2) IT WON’T BE LONG As you’ll soon realize, John is my unapologetically favorite Beatle, and he was positively on fire throughout my fave Fab album, With The Beatles. Elsewhere upon same, “Not A Second Time” and “All I’ve Got To Do” were pure Smokey Robinson-worthy young Lennon gems, while Paul’s “All My Loving” – not to mention George’s first-ever (!!) ditty “Don’t Bother Me” – also helped make the band’s second album an end-to-end unbeatable beat group classic.

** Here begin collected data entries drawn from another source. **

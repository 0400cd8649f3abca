//! Stream module - event ingestion
//!
//! The live Yellowstone gRPC client lives outside this crate; it only has to
//! implement [`EventSource`] and push decoded events into the queue.

use async_trait::async_trait;
use tokio_util::sync::CancellationToken;

use crate::error::Result;

pub mod events;
pub mod queue;
pub mod replay;

pub use events::{EngineEvent, MarketUpdate, SourceStatus, WalletTrade};
pub use queue::{EventQueue, EventReceiver, QueueStats};
pub use replay::JsonlReplaySource;

/// Producer of engine events
#[async_trait]
pub trait EventSource: Send + Sync {
    /// Push events until the source is exhausted or `cancel` fires
    async fn run(&self, queue: EventQueue, cancel: CancellationToken) -> Result<()>;
}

3) STRAWBERRY FIELDS FOREVER Arguably the very pinnacle of the band’s studio concoctions …before they started getting altogether too magically mysterious for their own good, that is. And STILL the greatest fade-out(s) ever committed to CD to boot. 4) I DON’T WANT TO SPOIL THE PARTY Both Everlys notwithstanding, The Beatles hear-by invent alt. country and, coupled with “Eight Days A Week,” produce in the process their first of many 1965 North American chart-toppers.
5) TOMORROW NEVER KNOWS If you hadn’t already realized during its previous thirteen songs, Revolver had just forever re-written musical history right before your very ears.
6) A HARD DAY’S NIGHT The undeniable State of the Art, 1964-model. Listen closely for the driving bed of bongos, not to mention that stellar George M. vs George H. piano-guitar solo (…and not a bad li’l movie they stuck after it either!)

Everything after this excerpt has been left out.